1 Relay server (second relay server)
3 Relay server (first relay server)
11, 12 Operation PC (second routing target device)
31, 32, 33 Target terminal (first routing target device)
10 LAN (second LAN)
30 LAN (first LAN)
55 Address Filter Information Storage Unit 56 Notification Condition Storage Unit 57 Notification Log Storage Unit 100 Relay Communication System

Claims (6)

A first routing target address that is an address of a first routing target device that is located in the first LAN and can transfer a packet, and an address of a second routing target device that can be transferred by a second relay server located in the second LAN An address filter information storage unit for storing the second routing target address,
A notification condition storage unit that stores a notification condition that is a condition for notifying that a packet has been received;
A control unit,
The controller is
A control for transmitting the first routing target address to the second relay server, receiving the second routing target address from the second relay server, and establishing a routing session with the second relay server;
When receiving a packet destined for the second routing target device from the first routing target device, transferring the packet to the second relay server via the routing session;
When receiving a packet destined for the first routing target address from the routing session, transferring the packet to the destination first routing target device;
Control for determining whether or not the notification condition is satisfied when a packet is received from the routing session or the first LAN, and performing notification when it is determined that the notification condition is satisfied;
The relay server characterized by performing.
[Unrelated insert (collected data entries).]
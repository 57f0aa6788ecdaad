// This file is part of rastercore.
// Copyright (C) 2024 the rastercore authors
//
// rastercore is free software: you can redistribute it and/or modify
// it under the terms of the GNU General Public License as published by
// the Free Software Foundation, either version 3 of the License, or
// (at your option) any later version.
//
// rastercore is distributed in the hope that it will be useful,
// but WITHOUT ANY WARRANTY; without even the implied warranty of
// MERCHANTABILITY or FITNESS FOR A PARTICULAR PURPOSE.  See the
// GNU General Public License for more details.
//
// You should have received a copy of the GNU General Public License
// along with rastercore.  If not, see <https://www.gnu.org/licenses/>.


//! Pixel regions: cursors over a rectangle of a tile store.
//!
//! A region hands out its pixels one tile-aligned chunk at a time, so at most
//! one tile per participating region is touched at once. Walking several
//! regions in lockstep splits chunks wherever any of the underlying tile
//! grids has a boundary.

use super::rectiter::{RowIterator, RowIteratorMut};
use super::tile::TILE_SIZEI;
use super::tileiter::ChunkGrid;
use super::tilestore::TileStore;
use super::Rectangle;
use crate::{RasterError, Result};

/// A read-only view of part of one tile
pub struct Chunk<'a> {
    /// Position of this chunk relative to the region's top-left corner
    pub local: Rectangle,
    /// Position of this chunk in the store
    pub rect: Rectangle,
    pub bpp: usize,
    rowstride: usize,
    in_tile: Rectangle,
    data: &'a [u8],
}

/// A writable view of part of one tile
pub struct ChunkMut<'a> {
    pub local: Rectangle,
    pub rect: Rectangle,
    pub bpp: usize,
    rowstride: usize,
    in_tile: Rectangle,
    data: &'a mut [u8],
}

impl<'a> Chunk<'a> {
    pub fn rowstride(&self) -> usize {
        self.rowstride
    }

    pub fn rows(&self) -> RowIterator<'a> {
        RowIterator::from_rectangle(self.data, self.rowstride, self.bpp, &self.in_tile)
    }
}

impl<'a> ChunkMut<'a> {
    pub fn rowstride(&self) -> usize {
        self.rowstride
    }

    pub fn rows(&self) -> RowIterator {
        RowIterator::from_rectangle(self.data, self.rowstride, self.bpp, &self.in_tile)
    }

    pub fn rows_mut(&mut self) -> RowIteratorMut {
        RowIteratorMut::from_rectangle(self.data, self.rowstride, self.bpp, &self.in_tile)
    }
}

fn check_rect(store: &TileStore, rect: &Rectangle) -> Result<()> {
    if rect.in_bounds(store.size()) {
        Ok(())
    } else {
        Err(RasterError::InvalidDimensions)
    }
}

// Grid position of the tile containing the given store coordinate
fn tile_of(r: &Rectangle) -> (u32, u32) {
    debug_assert!(r.x / TILE_SIZEI == r.right() / TILE_SIZEI);
    debug_assert!(r.y / TILE_SIZEI == r.bottom() / TILE_SIZEI);
    ((r.x / TILE_SIZEI) as u32, (r.y / TILE_SIZEI) as u32)
}

#[derive(Clone, Copy)]
pub struct PixelRegion<'a> {
    store: &'a TileStore,
    rect: Rectangle,
}

impl<'a> PixelRegion<'a> {
    /// Open a read cursor over a rectangle of the store.
    ///
    /// The rectangle must be fully inside the store.
    pub fn new(store: &'a TileStore, rect: Rectangle) -> Result<Self> {
        check_rect(store, &rect)?;
        Ok(Self { store, rect })
    }

    /// Open a read cursor over the whole store
    pub fn whole(store: &'a TileStore) -> Self {
        Self {
            store,
            rect: store.bounds(),
        }
    }

    pub fn rect(&self) -> Rectangle {
        self.rect
    }

    pub fn bpp(&self) -> usize {
        self.store.bpp() as usize
    }

    pub fn store(&self) -> &'a TileStore {
        self.store
    }

    /// Get the chunk at the given region-local rectangle.
    ///
    /// The rectangle must not cross a tile boundary.
    pub fn chunk(&self, local: &Rectangle) -> Chunk<'a> {
        let rect = local.offset(self.rect.x, self.rect.y);
        let (col, row) = tile_of(&rect);
        let tile_rect = self.store.tile_rect(col, row);
        let index = self.store.index(col, row);
        let bpp = self.bpp();
        Chunk {
            local: *local,
            rect,
            bpp,
            rowstride: tile_rect.w as usize * bpp,
            in_tile: rect.offset(-tile_rect.x, -tile_rect.y),
            data: self
                .store
                .tile_at_index(index)
                .bytes(self.store.tile_bytes(index)),
        }
    }

    /// Iterate through the tile-aligned chunks of this region
    pub fn chunks(&self) -> Chunks<'a> {
        Chunks {
            region: *self,
            grid: ChunkGrid::new(self.rect.w, self.rect.h, &[(self.rect.x, self.rect.y)]),
        }
    }
}

pub struct Chunks<'a> {
    region: PixelRegion<'a>,
    grid: ChunkGrid,
}

impl<'a> Iterator for Chunks<'a> {
    type Item = Chunk<'a>;
    fn next(&mut self) -> Option<Chunk<'a>> {
        self.grid.next().map(|local| self.region.chunk(&local))
    }
}

pub struct PixelRegionMut<'a> {
    store: &'a mut TileStore,
    rect: Rectangle,
}

impl<'a> PixelRegionMut<'a> {
    /// Open a write cursor over a rectangle of the store.
    ///
    /// Each tile touched through this cursor is allocated or
    /// privatized on access.
    pub fn new(store: &'a mut TileStore, rect: Rectangle) -> Result<Self> {
        check_rect(store, &rect)?;
        Ok(Self { store, rect })
    }

    pub fn whole(store: &'a mut TileStore) -> Self {
        let rect = store.bounds();
        Self { store, rect }
    }

    pub fn rect(&self) -> Rectangle {
        self.rect
    }

    pub fn bpp(&self) -> usize {
        self.store.bpp() as usize
    }

    pub fn chunk_mut(&mut self, local: &Rectangle) -> ChunkMut {
        let rect = local.offset(self.rect.x, self.rect.y);
        let (col, row) = tile_of(&rect);
        let tile_rect = self.store.tile_rect(col, row);
        let bpp = self.bpp();
        ChunkMut {
            local: *local,
            rect,
            bpp,
            rowstride: tile_rect.w as usize * bpp,
            in_tile: rect.offset(-tile_rect.x, -tile_rect.y),
            data: self.store.tile_mut(col, row).pixels_mut(),
        }
    }

    pub fn for_each_chunk_mut<F>(&mut self, mut f: F)
    where
        F: FnMut(ChunkMut),
    {
        for local in ChunkGrid::new(self.rect.w, self.rect.h, &[(self.rect.x, self.rect.y)]) {
            f(self.chunk_mut(&local));
        }
    }

    /// Like `for_each_chunk_mut`, but stops at the first error
    pub fn try_for_each_chunk_mut<F>(&mut self, mut f: F) -> Result<()>
    where
        F: FnMut(ChunkMut) -> Result<()>,
    {
        for local in ChunkGrid::new(self.rect.w, self.rect.h, &[(self.rect.x, self.rect.y)]) {
            f(self.chunk_mut(&local))?;
        }
        Ok(())
    }
}

fn same_size(a: &Rectangle, b: &Rectangle) -> Result<()> {
    if a.w == b.w && a.h == b.h {
        Ok(())
    } else {
        Err(RasterError::DimensionMismatch)
    }
}

/// Walk a source and a destination region in lockstep
pub fn walk2<F>(src: &PixelRegion, dst: &mut PixelRegionMut, mut f: F) -> Result<()>
where
    F: FnMut(Chunk, ChunkMut),
{
    same_size(&src.rect, &dst.rect)?;
    let grid = ChunkGrid::new(
        src.rect.w,
        src.rect.h,
        &[(src.rect.x, src.rect.y), (dst.rect.x, dst.rect.y)],
    );
    for local in grid {
        f(src.chunk(&local), dst.chunk_mut(&local));
    }
    Ok(())
}

/// Walk a source, a mask and a destination region in lockstep
pub fn walk3<F>(
    src: &PixelRegion,
    mask: &PixelRegion,
    dst: &mut PixelRegionMut,
    mut f: F,
) -> Result<()>
where
    F: FnMut(Chunk, Chunk, ChunkMut),
{
    same_size(&src.rect, &dst.rect)?;
    same_size(&mask.rect, &dst.rect)?;
    let grid = ChunkGrid::new(
        src.rect.w,
        src.rect.h,
        &[
            (src.rect.x, src.rect.y),
            (mask.rect.x, mask.rect.y),
            (dst.rect.x, dst.rect.y),
        ],
    );
    for local in grid {
        f(src.chunk(&local), mask.chunk(&local), dst.chunk_mut(&local));
    }
    Ok(())
}

#[cfg(test)]
mod tests {
    use super::*;

    #[test]
    fn test_region_bounds() {
        let store = TileStore::new(100, 100, 1).unwrap();
        assert!(PixelRegion::new(&store, Rectangle::new(50, 50, 50, 50)).is_ok());
        assert!(matches!(
            PixelRegion::new(&store, Rectangle::new(51, 50, 50, 50)),
            Err(RasterError::InvalidDimensions)
        ));
    }

    #[test]
    fn test_chunks_cover_region() {
        let store = TileStore::new(200, 100, 3).unwrap();
        let region = PixelRegion::new(&store, Rectangle::new(10, 20, 150, 70)).unwrap();
        let mut area = 0;
        for chunk in region.chunks() {
            assert_eq!(chunk.rows().count(), chunk.rect.h as usize);
            assert!(chunk.rows().all(|r| r.len() == chunk.rect.w as usize * 3));
            area += chunk.rect.area();
        }
        assert_eq!(area, 150 * 70);

        // Reopening restarts iteration
        assert_eq!(region.chunks().count(), region.chunks().count());
    }

    #[test]
    fn test_walk2_copies_misaligned() {
        let mut src = TileStore::new(130, 10, 1).unwrap();
        for x in 0..130 {
            src.set_pixel_at(x, 5, &[x as u8]);
        }
        let mut dst = TileStore::new(200, 20, 1).unwrap();

        let sr = PixelRegion::new(&src, Rectangle::new(0, 0, 130, 10)).unwrap();
        let mut dr = PixelRegionMut::new(&mut dst, Rectangle::new(37, 3, 130, 10)).unwrap();
        walk2(&sr, &mut dr, |s, mut d| {
            d.rows_mut().zip(s.rows()).for_each(|(d, s)| d.copy_from_slice(s));
        })
        .unwrap();

        for x in 0..130 {
            assert_eq!(dst.pixel_at(x + 37, 8), &[x as u8]);
        }
        assert_eq!(dst.pixel_at(36, 8), &[0]);
    }

    #[test]
    fn test_walk_size_mismatch() {
        let src = TileStore::new(10, 10, 1).unwrap();
        let mut dst = TileStore::new(10, 10, 1).unwrap();
        let sr = PixelRegion::new(&src, Rectangle::new(0, 0, 5, 5)).unwrap();
        let mut dr = PixelRegionMut::new(&mut dst, Rectangle::new(0, 0, 6, 5)).unwrap();
        assert!(matches!(
            walk2(&sr, &mut dr, |_, _| ()),
            Err(RasterError::DimensionMismatch)
        ));
    }
}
The relay server according to claim 1,
The relay server characterized in that the notification condition stored in the notification condition storage unit is equal to the notification condition stored in the second relay server. The relay server according to claim 2,
The control unit transmits the notification condition together with the first routing target address to the second relay server. A relay server according to any one of claims 1 to 3,
When the control unit determines that the notification condition is satisfied, the control unit performs notification to both the terminal belonging to the first LAN and the terminal belonging to the second LAN. The relay server according to any one of claims 1 to 4, wherein
The said control part records the said notification content, when it determines with satisfy | filling the said notification conditions and performs notification, The relay server characterized by the above-mentioned. In the relay communication system including the first relay server and the second relay server,
The relay server located in the first LAN is
A first routing target address which is an address of a first routing target device to which the first relay server can transfer a packet, and a second routing target device to which the second relay server located in the second LAN can transfer a packet. An address filter information storage unit that stores a second routing target address that is an address;
A notification condition storage unit that stores a notification condition that is a condition for notifying that a packet has been received;
A control unit;
With
The controller is
A control for transmitting the first routing target address to the second relay server, receiving the second routing target address from the second relay server, and establishing a routing session with the second relay server;
When receiving a packet destined for the second routing target device from the first routing target device, transferring the packet to the second relay server via the routing session;
When receiving a packet destined for the first routing target address from the routing session, transferring the packet to the destination first routing target device;
Control for determining whether or not the notification condition is satisfied when a packet is received from the routing session or the first LAN, and performing notification when it is determined that the notification condition is satisfied;
A relay communication system.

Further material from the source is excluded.